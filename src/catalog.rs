// ABOUTME: Read-only ingredient catalog interface and ingredient reference resolution
// ABOUTME: IngredientCatalog trait, in-memory catalog, and ResolvedIngredient conversion
//
// SPDX-License-Identifier: MIT OR Apache-2.0
// Copyright (c) 2025 Pierre Fitness Intelligence

//! Ingredient catalog
//!
//! The catalog is an external, read-only collaborator: the engine looks up
//! per-100-unit macro values by id and never mutates it. Any map-like store
//! can serve as a catalog by implementing [`IngredientCatalog`].

use std::collections::HashMap;

use macrofit_core::errors::{AppError, AppResult};
use macrofit_core::models::{Ingredient, IngredientReference, Macros, MealTemplate};
use serde::{Deserialize, Serialize};
use tracing::warn;

/// Read-only lookup from ingredient id to catalog entry
pub trait IngredientCatalog: Sync {
    /// Look up an ingredient by id
    fn get(&self, ingredient_id: &str) -> Option<&Ingredient>;
}

impl IngredientCatalog for HashMap<String, Ingredient> {
    fn get(&self, ingredient_id: &str) -> Option<&Ingredient> {
        Self::get(self, ingredient_id)
    }
}

/// Catalog held in memory, keyed by ingredient id
#[derive(Debug, Clone, Default, Serialize, Deserialize)]
#[serde(from = "Vec<Ingredient>", into = "Vec<Ingredient>")]
pub struct InMemoryCatalog {
    entries: HashMap<String, Ingredient>,
}

impl InMemoryCatalog {
    /// Create an empty catalog
    #[must_use]
    pub fn new() -> Self {
        Self::default()
    }

    /// Add or replace an entry
    pub fn insert(&mut self, ingredient: Ingredient) {
        self.entries.insert(ingredient.id.clone(), ingredient);
    }

    /// Add an entry, builder style
    #[must_use]
    pub fn with(mut self, ingredient: Ingredient) -> Self {
        self.insert(ingredient);
        self
    }

    /// Number of entries
    #[must_use]
    pub fn len(&self) -> usize {
        self.entries.len()
    }

    /// Whether the catalog has no entries
    #[must_use]
    pub fn is_empty(&self) -> bool {
        self.entries.is_empty()
    }
}

impl IngredientCatalog for InMemoryCatalog {
    fn get(&self, ingredient_id: &str) -> Option<&Ingredient> {
        self.entries.get(ingredient_id)
    }
}

impl FromIterator<Ingredient> for InMemoryCatalog {
    fn from_iter<I: IntoIterator<Item = Ingredient>>(iter: I) -> Self {
        Self {
            entries: iter
                .into_iter()
                .map(|ingredient| (ingredient.id.clone(), ingredient))
                .collect(),
        }
    }
}

impl From<Vec<Ingredient>> for InMemoryCatalog {
    fn from(ingredients: Vec<Ingredient>) -> Self {
        ingredients.into_iter().collect()
    }
}

impl From<InMemoryCatalog> for Vec<Ingredient> {
    fn from(catalog: InMemoryCatalog) -> Self {
        let mut ingredients: Self = catalog.entries.into_values().collect();
        ingredients.sort_by(|a, b| a.id.cmp(&b.id));
        ingredients
    }
}

/// An ingredient reference joined with its catalog entry
#[derive(Debug, Clone, PartialEq)]
pub struct ResolvedIngredient<'a> {
    /// Catalog entry
    pub ingredient: &'a Ingredient,
    /// Quantity in units, clamped to be non-negative
    pub amount: f64,
}

impl ResolvedIngredient<'_> {
    /// Macros contributed at the stored amount
    #[must_use]
    pub fn macros(&self) -> Macros {
        self.ingredient.macros_for(self.amount)
    }
}

/// Join ingredient references with their catalog entries
///
/// Negative or non-finite amounts are clamped to zero.
///
/// # Errors
///
/// Returns `ResourceNotFound` when a referenced id is missing from the catalog
pub fn resolve_ingredients<'a, C: IngredientCatalog + ?Sized>(
    references: &[IngredientReference],
    catalog: &'a C,
) -> AppResult<Vec<ResolvedIngredient<'a>>> {
    references
        .iter()
        .map(|reference| {
            let ingredient = catalog.get(&reference.ingredient_id).ok_or_else(|| {
                AppError::not_found(format!("Ingredient '{}'", reference.ingredient_id))
            })?;
            let amount = reference.sanitized_amount();
            if (amount - reference.amount).abs() > f64::EPSILON || reference.amount.is_nan() {
                warn!(
                    ingredient_id = %reference.ingredient_id,
                    amount = reference.amount,
                    "Clamped invalid ingredient amount to {}", amount
                );
            }
            Ok(ResolvedIngredient { ingredient, amount })
        })
        .collect()
}

/// Sum of per-ingredient contributions
#[must_use]
pub fn aggregate_macros(resolved: &[ResolvedIngredient<'_>]) -> Macros {
    resolved.iter().map(ResolvedIngredient::macros).sum()
}

/// Build a template whose aggregate macros are derived from its ingredients
///
/// # Errors
///
/// Returns `ResourceNotFound` when a referenced id is missing from the catalog
pub fn template_from_ingredients<C: IngredientCatalog + ?Sized>(
    name: impl Into<String>,
    references: Vec<IngredientReference>,
    catalog: &C,
) -> AppResult<MealTemplate> {
    let macros = aggregate_macros(&resolve_ingredients(&references, catalog)?);
    Ok(MealTemplate::new(name, references, macros))
}

#[cfg(test)]
mod tests {
    use super::*;
    use macrofit_core::errors::ErrorCode;
    use macrofit_core::models::IngredientCategory;

    fn catalog() -> InMemoryCatalog {
        InMemoryCatalog::new()
            .with(Ingredient::new(
                "rice",
                "White rice, cooked",
                IngredientCategory::Carbohydrate,
                Macros::new(130.0, 2.7, 28.0, 0.3),
            ))
            .with(Ingredient::new(
                "chicken",
                "Chicken breast",
                IngredientCategory::Protein,
                Macros::new(165.0, 31.0, 0.0, 3.6),
            ))
    }

    #[test]
    fn test_unknown_ingredient_is_not_found() {
        let references = vec![IngredientReference::new("tofu", 100.0)];
        let error = resolve_ingredients(&references, &catalog()).unwrap_err();
        assert_eq!(error.code, ErrorCode::ResourceNotFound);
    }

    #[test]
    fn test_negative_amount_clamped_to_zero() {
        let references = vec![IngredientReference::new("rice", -50.0)];
        let catalog = catalog();
        let resolved = resolve_ingredients(&references, &catalog).unwrap();
        assert!(resolved[0].amount.abs() < f64::EPSILON);
        assert!(resolved[0].macros().is_zero());
    }

    #[test]
    fn test_template_aggregate_matches_contributions() {
        let template = template_from_ingredients(
            "Chicken and rice",
            vec![
                IngredientReference::new("chicken", 150.0),
                IngredientReference::new("rice", 200.0),
            ],
            &catalog(),
        )
        .unwrap();
        assert!((template.macros.calories - 507.5).abs() < 1e-9);
        assert!((template.macros.protein - 51.9).abs() < 1e-9);
    }

    #[test]
    fn test_hash_map_is_a_catalog() {
        let map: HashMap<String, Ingredient> = Vec::from(catalog())
            .into_iter()
            .map(|ingredient| (ingredient.id.clone(), ingredient))
            .collect();
        let resolved =
            resolve_ingredients(&[IngredientReference::new("chicken", 100.0)], &map).unwrap();
        assert_eq!(resolved.len(), 1);
    }
}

YOUR OBJECTIVE ->
Beginning at the first line of the data above, retype each line until you reach the line containing "impl FromIterator<Ingredient> for", and include that one too. Add nothing else.

TASK RESULT ->
filename src/catalog.rs
// ABOUTME: Read-only ingredient catalog interface and ingredient reference resolution
// ABOUTME: IngredientCatalog trait, in-memory catalog, and ResolvedIngredient conversion
//
// SPDX-License-Identifier: MIT OR Apache-2.0
// Copyright (c) 2025 Pierre Fitness Intelligence

//! Ingredient catalog
//!
//! The catalog is an external, read-only collaborator: the engine looks up
//! per-100-unit macro values by id and never mutates it. Any map-like store
//! can serve as a catalog by implementing [`IngredientCatalog`].

use std::collections::HashMap;

use macrofit_core::errors::{AppError, AppResult};
use macrofit_core::models::{Ingredient, IngredientReference, Macros, MealTemplate};
use serde::{Deserialize, Serialize};
use tracing::warn;

/// Read-only lookup from ingredient id to catalog entry
pub trait IngredientCatalog: Sync {
    /// Look up an ingredient by id
    fn get(&self, ingredient_id: &str) -> Option<&Ingredient>;
}

impl IngredientCatalog for HashMap<String, Ingredient> {
    fn get(&self, ingredient_id: &str) -> Option<&Ingredient> {
        Self::get(self, ingredient_id)
    }
}

/// Catalog held in memory, keyed by ingredient id
#[derive(Debug, Clone, Default, Serialize, Deserialize)]
#[serde(from = "Vec<Ingredient>", into = "Vec<Ingredient>")]
pub struct InMemoryCatalog {
    entries: HashMap<String, Ingredient>,
}

impl InMemoryCatalog {
    /// Create an empty catalog
    #[must_use]
    pub fn new() -> Self {
        Self::default()
    }

    /// Add or replace an entry
    pub fn insert(&mut self, ingredient: Ingredient) {
        self.entries.insert(ingredient.id.clone(), ingredient);
    }

    /// Add an entry, builder style
    #[must_use]
    pub fn with(mut self, ingredient: Ingredient) -> Self {
        self.insert(ingredient);
        self
    }

    /// Number of entries
    #[must_use]
    pub fn len(&self) -> usize {
        self.entries.len()
    }

    /// Whether the catalog has no entries
    #[must_use]
    pub fn is_empty(&self) -> bool {
        self.entries.is_empty()
    }
}

impl IngredientCatalog for InMemoryCatalog {
    fn get(&self, ingredient_id: &str) -> Option<&Ingredient> {
        self.entries.get(ingredient_id)
    }
}

impl FromIterator<Ingredient> for InMemoryCatalog {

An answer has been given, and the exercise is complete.